石岡 一般的にタワマンとは20階以上、高さ60mを超える超高層マンションのこと。建物の構造上の安全性が基準に達しているか、安全に避難できるか、耐火性能があるかなど、建築基準法に定められた項目を満たし、国土交通省の認定を受けた建物のことを指します。

――なるほど。それでは石岡さんが思うタワマンの魅力やメリットとは?

石岡 まずは眺望と日当たりの良さでしょうね。もちろん立地や周辺環境、暮らす部屋の階数にもよりますが、高層マンションならではの開放的な景色(夜景)は、低層マンションや一戸建て住宅では味わえない魅力だと思います。
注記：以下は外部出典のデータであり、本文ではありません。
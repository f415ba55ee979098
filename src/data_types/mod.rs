/// Biallelic allele and diploid genotype enumerations
pub mod genotype;
/// A called genotype with its confidence
pub mod genotype_call;
/// Per-sample log10 genotype likelihoods and posteriors
pub mod genotype_likelihoods;
/*!
# Writers module
Contains the logic for writing the delimited output files of the genotype command.
*/
/// Per-sample genotype calls
pub mod call_writer;
/// One line per site with the allele frequency outcome
pub mod site_summary;

use anyhow::Context;
use std::fs::File;
use std::io::Write;
use std::path::Path;

/// Opens a delimited writer, using "," if the name ends in .csv (or .csv.gz) and tab otherwise.
/// A .gz extension will gzip the output.
/// # Arguments
/// * `filename` - the output path
/// # Errors
/// * if the file cannot be created
pub fn open_delimited_writer(filename: &Path) -> anyhow::Result<csv::Writer<Box<dyn Write>>> {
    let is_gzip = filename.extension().unwrap_or_default() == "gz";
    let inner_name = if is_gzip { filename.file_stem().map(Path::new) } else { Some(filename) };
    let is_csv = inner_name
        .and_then(|p| p.extension())
        .unwrap_or_default() == "csv";
    let delimiter: u8 = if is_csv { b',' } else { b'\t' };

    let file = File::create(filename)
        .with_context(|| format!("Error while creating {filename:?}:"))?;
    let handle: Box<dyn Write> = if is_gzip {
        Box::new(
            flate2::write::GzEncoder::new(file, flate2::Compression::default())
        )
    } else {
        Box::new(file)
    };

    let csv_writer = csv::WriterBuilder::new()
        .delimiter(delimiter)
        .from_writer(handle);
    Ok(csv_writer)
}
use anyhow::bail;
use clap::{Parser, Subcommand};
use chrono::Datelike;
use lazy_static::lazy_static;
use std::path::Path;

use crate::cli::genotype::GenotypeSettings;

lazy_static! {
    /// Stores the full version string we plan to use, which is generated in build.rs
    /// # Examples
    /// * `0.1.0-6bb9635-dirty` - while on a dirty branch
    /// * `0.1.0-6bb9635` - with a fresh commit
    pub static ref FULL_VERSION: String = format!("{}-{}", env!("CARGO_PKG_VERSION"), env!("VERGEN_GIT_DESCRIBE"));

    /// Shared after help string
    pub static ref AFTER_HELP: String = format!("Copyright (C) 2010-{}
This program comes with ABSOLUTELY NO WARRANTY; it is intended for
research use only.", chrono::Utc::now().year());
}

#[derive(Parser)]
#[clap(author,
    version = &**FULL_VERSION,
    about,
    after_help = &**AFTER_HELP)]
#[command(propagate_version = true)]
pub struct Cli {
    #[command(subcommand)]
    pub command: Commands
}

/// gridaf, cohort allele frequency estimation at biallelic sites.
/// Select a subcommand to see more usage information:
#[derive(Subcommand)]
pub enum Commands {
    /// Estimates the allele frequency posterior per site and calls genotypes at the most likely frequency
    Genotype(Box<GenotypeSettings>)
}

pub fn get_cli() -> Cli {
    Cli::parse()
}

/// Checks if a file exists and will otherwise return an error
/// # Arguments
/// * `filename` - the file path to check for
/// * `label` - the label to use for error messages
pub fn check_required_filename(filename: &Path, label: &str) -> anyhow::Result<()> {
    if !filename.exists() {
        bail!("{} does not exist: \"{}\"", label, filename.display());
    }

    // file exists
    Ok(())
}
use anyhow::Context;
use serde::Serialize;
use std::fs::File;
use std::io::{BufWriter, Write};
use std::path::Path;

/// Returns true if the path should be treated as gzip compressed
fn is_gzipped(filename: &Path) -> bool {
    filename.extension().unwrap_or_default() == "gz"
}

/// Saves any serializable value as pretty JSON, gzipped if the path ends in .gz.
/// # Arguments
/// * `data` - the data in memory
/// * `out_filename` - user provided path to write to
/// # Errors
/// * if opening or writing to the file throw errors
/// * if JSON serialization throws errors
pub fn save_json<T: Serialize>(data: &T, out_filename: &Path) -> anyhow::Result<()> {
    let file = File::create(out_filename)
        .with_context(|| format!("Error while creating {out_filename:?}:"))?;
    let sink: Box<dyn Write> = if is_gzipped(out_filename) {
        Box::new(flate2::write::GzEncoder::new(file, flate2::Compression::best()))
    } else {
        Box::new(file)
    };
    let mut writer = BufWriter::new(sink);
    serde_json::to_writer_pretty(&mut writer, data)
        .with_context(|| format!("Error while serializing {out_filename:?}:"))?;
    writer.flush()
        .with_context(|| format!("Error while flushing output to {out_filename:?}:"))?;
    Ok(())
}
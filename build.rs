use std::error::Error;
use vergen_gitcl::{Emitter, GitclBuilder};

/// Emits the git describe information used in the version string.
/// # Errors
/// * if `git` is not installed
/// * if there is no .git folder, e.g. when building from a source tarball
fn emit_git() -> Result<(), Box<dyn Error>> {
    let gitcl = GitclBuilder::default()
        .describe(false, true, Some("NoTagShouldMatchThisPattern"))
        .sha(true)
        .build()?;

    Emitter::default()
        .fail_on_error()
        .add_instructions(&gitcl)?
        .emit()?;
    Ok(())
}

fn main() -> Result<(), Box<dyn Error>> {
    if emit_git().is_err() {
        // no git info available, allow a user override before falling back
        let git_desc = option_env!("GRIDAF_GIT_DESCRIBE").unwrap_or("unknown");
        println!("cargo:rustc-env=VERGEN_GIT_DESCRIBE={git_desc}");
    }

    println!("cargo:rerun-if-changed=Cargo.toml");
    println!("cargo:rerun-if-changed=src");
    Ok(())
}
周辺に遮るものがない場合、ほとんどの部屋で日当たりがいいのも特長です。

また戸数が多いので管理費や修繕積立金が貯まりやすく、サービスが充実しているのも高ポイント。たとえば共用設備として、プールやスポーツジム、自習室、パーティールーム、バー、スカイラウンジ、シアタールーム、キッズルームなどが完備されている物件もあり、住人であれば無料、もしくはリーズナブルに使用できます。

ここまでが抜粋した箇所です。